Clinical Trials

Do you have cancer that is treated with something called Bruton's tyrosine kinase inhibitors or BKTi? In this study, researchers want to learn more about Bruton's tyrosine kinase inhibitors, which are often used to treat cancer, affect the heart. You can participate in this study if you are currently receiving or will be receiving Bruton's tyrosine kinase inhibitors. This study is taking place at the National Institutes of Health Clinical Center in Bethesda, Maryland.

Do you have heart disease that requires an ICD to prevent sudden cardiac arrest? This study aims to learn what signs distinguish patients who have a higher risk of an arrhythmia that leads to sudden cardiac arrest. Researchers plan to track patients with a recent ICD replacement for 10 years. To participate in this study, you must be between 18 and 85 years old. This study is located in Washington, D.C.; Baltimore, Maryland; and Richmond, Virginia.
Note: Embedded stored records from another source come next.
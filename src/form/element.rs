//! Collaborator interfaces the controller is bound to.
//!
//! A host (browser bridge, terminal UI, test harness) implements these traits over its own
//! widget tree. The controller never touches a global document; everything it reads or
//! writes arrives through the objects handed to [`super::FormControllerBuilder`].

use std::fmt::{Display, Formatter};
use std::sync::Arc;
use std::sync::atomic::{AtomicBool, AtomicU64, Ordering};

use serde::{Deserialize, Serialize};

static FORM_ID_ALLOCATOR: AtomicU64 = AtomicU64::new(1);
static LISTENER_ID_ALLOCATOR: AtomicU64 = AtomicU64::new(1);

#[derive(Clone, Copy, Debug, Eq, PartialEq, Ord, PartialOrd, Hash)]
pub struct FormId(pub u64);

impl FormId {
    pub fn next() -> Self {
        Self(FORM_ID_ALLOCATOR.fetch_add(1, Ordering::SeqCst))
    }
}

impl Display for FormId {
    fn fmt(&self, f: &mut Formatter<'_>) -> std::fmt::Result {
        write!(f, "form#{}", self.0)
    }
}

#[derive(Clone, Copy, Debug, Eq, PartialEq, Ord, PartialOrd, Hash)]
pub struct ListenerId(pub u64);

impl ListenerId {
    pub fn next() -> Self {
        Self(LISTENER_ID_ALLOCATOR.fetch_add(1, Ordering::SeqCst))
    }
}

#[derive(Clone, Copy, Debug, Eq, PartialEq, Hash, Serialize, Deserialize)]
#[serde(rename_all = "lowercase")]
pub enum FieldKind {
    Text,
    Checkbox,
    File,
    Other,
}

/// Opaque handle to a user-selected file.
#[derive(Clone, Debug, Eq, PartialEq, Hash, Serialize, Deserialize)]
pub struct FileHandle {
    pub name: String,
    pub size: u64,
    pub mime: Option<String>,
}

impl FileHandle {
    pub fn new(name: impl Into<String>, size: u64) -> Self {
        Self {
            name: name.into(),
            size,
            mime: None,
        }
    }

    pub fn with_mime(mut self, mime: impl Into<String>) -> Self {
        self.mime = Some(mime.into());
        self
    }
}

/// A single interactive control owned by the form.
///
/// Controls are shared handles with interior mutability, the same way a DOM node is.
pub trait FormControl: Send + Sync {
    fn name(&self) -> String;
    fn kind(&self) -> FieldKind;
    fn value(&self) -> String;
    fn set_value(&self, value: String);
    fn checked(&self) -> bool;
    fn set_checked(&self, checked: bool);
    /// Files in selection order; empty for anything but file inputs.
    fn files(&self) -> Vec<FileHandle>;
    fn focus(&self);
}

#[derive(Clone, Copy, Debug, Eq, PartialEq, Hash)]
pub enum EventKind {
    Input,
    Focus,
    Change,
    Click,
    Submit,
    Reset,
    Ready,
}

impl EventKind {
    pub const fn as_str(self) -> &'static str {
        match self {
            EventKind::Input => "input",
            EventKind::Focus => "focus",
            EventKind::Change => "change",
            EventKind::Click => "click",
            EventKind::Submit => "submit",
            EventKind::Reset => "reset",
            EventKind::Ready => "ready",
        }
    }
}

impl Display for EventKind {
    fn fmt(&self, f: &mut Formatter<'_>) -> std::fmt::Result {
        f.write_str(self.as_str())
    }
}

#[derive(Clone, Debug, Eq, PartialEq)]
pub enum TargetKind {
    Control(FieldKind),
    /// A label; `html_for` names the control it is associated with.
    Label { html_for: Option<String> },
    Form,
    Other,
}

/// Raw interaction event as delivered by the host.
///
/// Clones share the default-prevented flag, so a listener that receives a clone can still
/// suppress the host's default action.
#[derive(Clone, Debug)]
pub struct NativeEvent {
    pub kind: EventKind,
    pub target_name: Option<String>,
    pub target_kind: TargetKind,
    pub checked: Option<bool>,
    pub value: Option<String>,
    default_prevented: Arc<AtomicBool>,
}

impl NativeEvent {
    pub fn new(kind: EventKind, target_kind: TargetKind) -> Self {
        Self {
            kind,
            target_name: None,
            target_kind,
            checked: None,
            value: None,
            default_prevented: Arc::new(AtomicBool::new(false)),
        }
    }

    /// Event targeting `control`, carrying its current name, value and checked state.
    pub fn for_control(kind: EventKind, control: &dyn FormControl) -> Self {
        let field_kind = control.kind();
        let mut event = Self::new(kind, TargetKind::Control(field_kind)).named(control.name());
        event.value = Some(control.value());
        if field_kind == FieldKind::Checkbox {
            event.checked = Some(control.checked());
        }
        event
    }

    pub fn for_form(kind: EventKind) -> Self {
        Self::new(kind, TargetKind::Form)
    }

    pub fn label_click(html_for: impl Into<String>) -> Self {
        Self::new(
            EventKind::Click,
            TargetKind::Label {
                html_for: Some(html_for.into()),
            },
        )
    }

    pub fn named(mut self, name: impl Into<String>) -> Self {
        self.target_name = Some(name.into());
        self
    }

    /// The target's name, if it carries a non-empty one.
    pub fn field_name(&self) -> Option<&str> {
        self.target_name.as_deref().filter(|name| !name.is_empty())
    }

    pub fn prevent_default(&self) {
        self.default_prevented.store(true, Ordering::SeqCst);
    }

    pub fn is_default_prevented(&self) -> bool {
        self.default_prevented.load(Ordering::SeqCst)
    }
}

pub type NativeListener = Arc<dyn Fn(&NativeEvent) + Send + Sync>;

/// Registration point for native events.
///
/// Listeners must be invoked synchronously from `dispatch`, in registration order, and
/// before any handler the host attaches to individual controls (capture phase).
pub trait EventSource: Send + Sync {
    fn add_listener(&self, kind: EventKind, listener: NativeListener) -> ListenerId;
    fn remove_listener(&self, id: ListenerId) -> bool;
    fn dispatch(&self, event: NativeEvent);
}

#[derive(Clone, Debug, Eq, PartialEq)]
pub enum ControlRef {
    Index(usize),
    Name(String),
}

impl Default for ControlRef {
    fn default() -> Self {
        ControlRef::Index(0)
    }
}

impl From<usize> for ControlRef {
    fn from(value: usize) -> Self {
        ControlRef::Index(value)
    }
}

impl From<&str> for ControlRef {
    fn from(value: &str) -> Self {
        ControlRef::Name(value.to_string())
    }
}

impl From<String> for ControlRef {
    fn from(value: String) -> Self {
        ControlRef::Name(value)
    }
}

pub trait FormElement: EventSource {
    fn form_id(&self) -> FormId;
    fn name(&self) -> String;
    fn action(&self) -> String;
    /// Raw method attribute; may be empty.
    fn method(&self) -> String;
    /// Raw enctype attribute; may be empty.
    fn enctype(&self) -> String;
    /// Every control in document order, named or not.
    fn controls(&self) -> Vec<Arc<dyn FormControl>>;

    /// Keyed view over the controls. A key normally equals the control's name, but hosts
    /// may expose aliases (ids, positional keys) whose key differs.
    fn entries(&self) -> Vec<(String, Arc<dyn FormControl>)> {
        self.controls()
            .into_iter()
            .filter_map(|control| {
                let name = control.name();
                (!name.is_empty()).then_some((name, control))
            })
            .collect()
    }

    fn control(&self, reference: &ControlRef) -> Option<Arc<dyn FormControl>> {
        match reference {
            ControlRef::Index(index) => self.controls().into_iter().nth(*index),
            ControlRef::Name(name) => self
                .entries()
                .into_iter()
                .find_map(|(key, control)| (&key == name).then_some(control)),
        }
    }

    /// Restores every control to its default and fires a [`EventKind::Reset`] event.
    fn reset(&self);

    /// Submits the form natively, bypassing submit listeners.
    fn submit_natively(&self);
}

/// The surrounding environment: form lookup plus the readiness signal.
pub trait Document: EventSource {
    fn form_by_name(&self, name: &str) -> Option<Arc<dyn FormElement>>;
}

#[cfg(test)]
mod tests {
    use super::*;

    #[test]
    fn clones_share_default_prevented_flag() {
        let event = NativeEvent::for_form(EventKind::Submit);
        let clone = event.clone();
        clone.prevent_default();
        assert!(event.is_default_prevented());
    }

    #[test]
    fn empty_target_name_is_not_a_field_name() {
        let event = NativeEvent::new(EventKind::Input, TargetKind::Control(FieldKind::Text))
            .named("");
        assert_eq!(event.field_name(), None);
        assert_eq!(event.clone().named("email").field_name(), Some("email"));
    }
}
Does your developing baby have a heart defect? Have you had a stillborn baby? This study tests a new technology to measure fetal heart activity and find possible problems early. These problems include fetal arrhythmia and conduction disorders such as Brugada syndrome. To participate in this study, you must be at least 18 years old and pregnant, and have one of five high-risk complications of pregnancy: a fetus with a major congenital heart defect, hydrops, or gastroschisis; a previous unexplained stillbirth; or twins who share a placenta. This study is located in Madison and Milwaukee, Wisconsin.

Did you develop atrial fibrillation after coronary artery bypass graft (CABG) surgery? Did you develop atrial fibrillation after a coronary artery bypass grafting (CABG) surgery? This study is looking at how well oral anticoagulation medicines work to prevent complications, such as blood clots and heart attack, for patients who experience post-operative atrial fibrillation (POAF). This study is in multiple locations around the country.

Do you have a high-risk pregnancy? This study will investigate the use of a non-invasive scan called fetal magnetocardiography to detect potential problems in the fetus in five high-risk pregnancy conditions associated with stillbirth. The scan is normally used to look at fetal heart rhythms. To participate in this study, you must be at least 18 years old and pregnant with one of the following: having a stillbirth in a previous pregnancy, carrying identical twins, or having a fetus that has been diagnosed with major congenital heart disease, fetal hydrops, or fetal gastroschisis. This study takes place in Madison and Milwaukee, Wisconsin.

Are you at least 12 weeks pregnant? This study is recruiting women with healthy pregnancies and women who have experienced an abnormal fetal heart rate or rhythm. Researchers are evaluating fetal magnetocardiography as a new tool to improve the study of fetal heart rate and rhythm. This study is located in Madison, Wisconsin.

Are you an adult with atrial fibrillation? In this study, researchers are comparing a continuous direct oral anticoagulation (DOAC) use versus time-limited (1 month) DOAC guided by an AF-sensing Smart Watch (AFSW) for persons with atrial fibrillation and a moderate risk of stroke. Participants must be between the ages of 22 and 85 and have a history of atrial fibrillation. The study is taking place at locations in California, Colorado, Florida, Georgia, Illinois, Indiana, Iowa, Maine, Maryland, Massachusetts, Michigan, Minnesota, Missouri, New Jersey, New Mexico, New York, North Carolina, Ohio, Oklahoma, Pennsylvania, South Carolina, Texas, Virginia, Wisconsin, and Washington, D.C.

This study is evaluating the dynamics of red blood cell lysis, pfH, protective proteins and organ injury, limits will be set for safe levels of pfH following the use of CPB.

Are you a healthy adult between the ages of 18 and 60? For this study, researchers are testing a new medication to treat a lung injury called pulmonary arterial hypertension. First, researchers will test the medication to see how it affects healthy people. To participate, you must be a healthy adult between the ages of 18 and 60. The study will take place at the National Institutes of Health Clinical Center in Bethesda, Maryland.

The investigators' central hypothesis is that early combination therapy with two PAH-specific oral therapies that have been shown to be well tolerated in the pediatric population, sildenafil and bosentan, will result in better World Health Organization (WHO) functional class at 12 months after initiation of PAH treatment than therapy with sildenafil alone.